Publication Year : 2023
Author: Waqas Ahmed

Why? Because it is unconstitutional to do so. The rest of this essay is redundant after that sentence. Yet we will carry on.

The operating word here is ‘delayed’. Delayed from what? Delayed from its constitutionally mandated time. To argue for delaying a constitutionally mandated activity is tantamount to arguing for abeyance of the constitution. Cornell Law school legal dictionary defines ‘abeyance’ as ‘a temporary suspension of activity while awaiting the resolution of some other proceeding without which the activity in abeyance cannot continue’. This is exactly what all arguments supporting the delaying of the elections sound like. Anyone who argues for suspension of or for ‘holding [the constitution] in abeyance’ flies too close to invoking the wrath of Article 6 of the constitution of Pakistan.

Article 6 reads: Any person who abrogates or subverts or suspends or holds in abeyance, or attempts or conspires to abrogate or subvert or suspend or hold in abeyance, the Constitution by use of force or show of force or by any other unconstitutional means shall be guilty of high treason.

For the past few months, the country has been drowned in legalese. One convoluted legal argument after another has formed a tangled web around the Pakistani public, making us all think that complex legal theories are being addressed in the state-of-the-art laboratories of the Pakistani parliament. When in fact, the question was, and is, fairly simple: Can the government hold the constitution in abeyance for any reason whatsoever? This is the question, everything else, all sideshows, all convoluted legal arguments about the rights and responsibilities of the CJP, about fissures in the SCP, about judicial procedures, are a distraction from the question and an attempt to wrest control of the public narrative about the question.

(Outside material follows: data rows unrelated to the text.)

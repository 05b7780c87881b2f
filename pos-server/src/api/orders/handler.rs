//! Order API handlers
//!
//! Creation delegates to the settlement engine; everything here is
//! verification, gating and serialization.

use axum::{
    Json,
    extract::{Path, State},
};
use shared::{Order, OrderRequest, OrderStatusUpdate};

use crate::auth::{self, CallerIdentity};
use crate::core::ServerState;
use crate::utils::{AppError, AppResponse, AppResult, ok};

/// POST /api/orders - settle an order
pub async fn create(
    State(state): State<ServerState>,
    identity: CallerIdentity,
    Json(req): Json<OrderRequest>,
) -> AppResult<Json<AppResponse<Order>>> {
    auth::authorize(&identity, &state.config.policy.orders_create)?;

    let order = state.settlement.settle(&req, &identity)?;
    Ok(ok(order))
}

/// GET /api/orders - all orders, newest first
pub async fn list(
    State(state): State<ServerState>,
    identity: CallerIdentity,
) -> AppResult<Json<AppResponse<Vec<Order>>>> {
    auth::authorize(&identity, &state.config.policy.orders_read)?;

    Ok(ok(state.orders.list()?))
}

/// GET /api/orders/:id
pub async fn get_by_id(
    State(state): State<ServerState>,
    identity: CallerIdentity,
    Path(id): Path<String>,
) -> AppResult<Json<AppResponse<Order>>> {
    auth::authorize(&identity, &state.config.policy.orders_read)?;

    let order = state
        .orders
        .get(&id)?
        .ok_or_else(|| AppError::NotFound(format!("Order {}", id)))?;
    Ok(ok(order))
}

/// PATCH /api/orders/:id/status - the only post-settlement mutation
pub async fn update_status(
    State(state): State<ServerState>,
    identity: CallerIdentity,
    Path(id): Path<String>,
    Json(req): Json<OrderStatusUpdate>,
) -> AppResult<Json<AppResponse<Order>>> {
    auth::authorize(&identity, &state.config.policy.orders_update)?;

    let order = state
        .orders
        .set_status(&id, req.status)?
        .ok_or_else(|| AppError::NotFound(format!("Order {}", id)))?;

    tracing::info!(order_id = %id, status = ?req.status, "order status updated");

    Ok(ok(order))
}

There are no other questions, just this. To answer this question by saying that there are some situations in which the government can hold the constitution in abeyance indefinitely should not only invoke the wrath of Article 6, but also the contempt of the public and the ridicule of history. Arguing this strikes at the heart of our most fundamental rights as citizens of Pakistan and what it means to be subjects of the Pakistani state.

There is an immense effort from the other side to complicate the arguments or drown them in the noise of everyday outrages. We should try to simplify it.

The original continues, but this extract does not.